The take home point here is that this is just another reason to avoid going into primary care if you or a loved one are thinking of becoming a doctor. Avoid it like the plague. Money (or sex) begets power and primary care physicians are at the bottom of the reimbursement totem pole. Not only do we not get paid well, we don’t even have the power to avoid becoming modern indentured servants.


I don’t know what your by-laws say, but in my hospital, that patient has to be admitted directly to the Surgical Service, and to an orthopedist on call. There is absolutely no reason for a primary care physician to take care of this kind of patient just because the orthopedist thinks his role is that of a consultant. The diagnosis – FRACTURE – is there, and to have two physicians involved in his care when he has no medical problems makes no sense at all. The fact that the patient is uninsured makes this scenario, as presented, even worse, reinforcing public suspicion that doctors are there simply for the money.
Yes, we all know the primary care physician is at the bottom of that totem pole, but that is only because whe have allowed it to happen. It ought not to be that way. Primary care remains the cornerstone of medicine, particularly at a time when we are wrestling, once again, with crucial issues like access and the continuing spiral of health care costs
The culprit is there: too many specialists.
The solution ought to be clear and simple: Establish parity by paying PCPs better even if this requires reducing reimbursements to specialists.
This is nothing new, but it’s time to make it happen by eschewing half-hearted measures that have failed us in the past.

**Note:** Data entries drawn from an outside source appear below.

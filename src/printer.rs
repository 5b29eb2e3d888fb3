//! The event printing loop.

use crate::categorize::categorize;
use crate::device::EventSource;
use crate::error::Result;
use evdev::InputEvent;
use std::convert::Infallible;
use std::io::Write;

/// Whether an event carries a payload worth printing.
///
/// Code zero is dropped: for synchronization events this is the frame
/// marker `SYN_REPORT`.
pub fn should_print(event: &InputEvent) -> bool {
    event.code() != 0
}

/// Write one event as `<categorized>: <value>`.
pub fn write_event(out: &mut impl Write, event: &InputEvent) -> std::io::Result<()> {
    writeln!(out, "{}: {}", categorize(event), event.value())?;
    out.flush()
}

/// Print events from `source` to `out` in arrival order until the source fails.
///
/// This never returns `Ok`: the loop ends only on a read error, an
/// interruption or an output failure.
pub fn print_events<S, W>(source: &mut S, out: &mut W) -> Result<Infallible>
where
    S: EventSource + ?Sized,
    W: Write,
{
    loop {
        let event = source.next_event()?;
        if !should_print(&event) {
            log::trace!("dropped {:?}", event);
            continue;
        }
        write_event(out, &event)?;
    }
}
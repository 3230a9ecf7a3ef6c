//! GPU device + surface management.
//!
//! This module is responsible for:
//! - creating the wgpu Instance/Adapter/Device/Queue
//! - creating & configuring the Surface (swapchain)
//! - acquiring, clearing and presenting frames

mod gpu;
mod surface;

pub use gpu::{Gpu, GpuFrame, GpuInit};
pub use surface::SurfaceErrorAction;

Otherwise, nothing will change, and we will be staring at this status quo for years to come.
I really don’t know what our bylaws say. Actually, I really don’t care because, as I say often, it’s THEIR hospital . . we just work there. EVEN if our bylaws stipulate that a surgical patient be admitted to the appropriate surgical service, they can pretty much ignore their own bylaws until . . and unless a lawyer or court of law forces them to do otherwise. So, I would have three choices. 1.) Hire a lawyer and spend a considerable amount of time and money to force a multibillion dollar hospital chain to follow it’s own bylaws, 2.) Refuse to admit a surgical patient and risk being “peer reviewed” for patient abandonment with loss of privileges and reported to the state board, or 3.) Quit.
It’s not that primary care physicians have allowed our status to be marginalized. Not directly. Quite simply, insurances pay for procedures, not for patient care. The money and associated political power has moved over to those specialties that bring in the most money with the most expensive procedures.